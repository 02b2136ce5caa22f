//! CLI to Config conversion utilities

use crate::config::{cli, FailurePolicy};
use crate::metrics::TrailerLayout;
use anyhow::{Context, Result};
use std::time::Duration;

/// Parse a duration string (e.g., "500ms", "5s", "10m", "1h") into a `Duration`
///
/// A bare number is taken as seconds.
pub fn parse_duration(s: &str) -> Result<Duration> {
    parse_duration_ms(s).map(Duration::from_millis)
}

/// Parse a duration string into whole milliseconds
pub fn parse_duration_ms(s: &str) -> Result<u64> {
    let s = s.trim().to_lowercase();

    let (num_str, multiplier_ms) = if s.ends_with("ms") {
        (s.trim_end_matches("ms"), 1u64)
    } else if s.ends_with("sec") || s.ends_with('s') {
        (s.trim_end_matches("sec").trim_end_matches('s'), 1000)
    } else if s.ends_with("min") || s.ends_with('m') {
        (s.trim_end_matches("min").trim_end_matches('m'), 60_000)
    } else if s.ends_with("hr") || s.ends_with('h') {
        (s.trim_end_matches("hr").trim_end_matches('h'), 3_600_000)
    } else {
        (s.as_str(), 1000)
    };

    let num: u64 = num_str
        .trim()
        .parse()
        .with_context(|| format!("Invalid duration format: {}", s))?;

    num.checked_mul(multiplier_ms)
        .with_context(|| format!("Duration out of range: {}", s))
}

/// Convert CLI TrailerArg to config TrailerLayout
pub fn convert_trailer(arg: cli::TrailerArg) -> TrailerLayout {
    match arg {
        cli::TrailerArg::Basic => TrailerLayout::Basic,
        cli::TrailerArg::Extended => TrailerLayout::Extended,
    }
}

/// Convert CLI FailurePolicyArg to config FailurePolicy
pub fn convert_failure_policy(arg: cli::FailurePolicyArg) -> FailurePolicy {
    match arg {
        cli::FailurePolicyArg::Skip => FailurePolicy::Skip,
        cli::FailurePolicyArg::Abort => FailurePolicy::Abort,
    }
}
//! Per-participant trial logs
//!
//! Each participant gets one append-only file for the whole run. Every
//! measured trial appends one block:
//!
//! ```text
//! Trial 3
//! <participant output>
//!
//! ```
//!
//! Warm-up trials are never written. Each file has a single writer (the trial
//! runner, one append per participant per trial), so no locking is needed.

use crate::trial::TrialId;
use crate::Result;
use anyhow::Context;
use std::fs::OpenOptions;
use std::io::Write;
use std::path::{Path, PathBuf};

/// Master log file name
pub const MASTER_LOG: &str = "master.log";

/// Appends tagged participant output under an output directory
#[derive(Debug, Clone)]
pub struct OutputLogger {
    dir: PathBuf,
}

impl OutputLogger {
    pub fn new(dir: impl Into<PathBuf>) -> Self {
        Self { dir: dir.into() }
    }

    /// Path of the master's log
    pub fn master_log_path(&self) -> PathBuf {
        self.dir.join(MASTER_LOG)
    }

    /// Path of a worker's log
    pub fn worker_log_path(&self, host: &str) -> PathBuf {
        self.dir.join(worker_log_name(host))
    }

    /// Append `payload` to `destination`, tagged with `trial`
    ///
    /// No-op for warm-up trials. The payload is decoded lossily and trimmed.
    pub fn append(&self, payload: &[u8], destination: &Path, trial: TrialId) -> Result<()> {
        let Some(trial_number) = trial.persisted_number() else {
            return Ok(());
        };

        let text = String::from_utf8_lossy(payload);
        let mut file = OpenOptions::new()
            .create(true)
            .append(true)
            .open(destination)
            .with_context(|| format!("Failed to open log file: {}", destination.display()))?;

        // One write per block keeps a block contiguous in the file.
        let block = format!("Trial {}\n{}\n\n", trial_number, text.trim());
        file.write_all(block.as_bytes())
            .with_context(|| format!("Failed to write log file: {}", destination.display()))?;

        Ok(())
    }
}

/// `worker_<host>.log`, with characters unsafe in file names replaced
pub fn worker_log_name(host: &str) -> String {
    let safe: String = host
        .chars()
        .map(|c| match c {
            '/' | '\\' | ':' | '\0' => '_',
            c => c,
        })
        .collect();
    format!("worker_{}.log", safe)
}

━━━━━━

Aim of the exercise -> For the word "TrailerLayout", find all matching lines in the entries above and copy them out.

Solution for this problem ->
use crate::metrics::TrailerLayout;
/// Convert CLI TrailerArg to config TrailerLayout
pub fn convert_trailer(arg: cli::TrailerArg) -> TrailerLayout {
        cli::TrailerArg::Basic => TrailerLayout::Basic,
        cli::TrailerArg::Extended => TrailerLayout::Extended,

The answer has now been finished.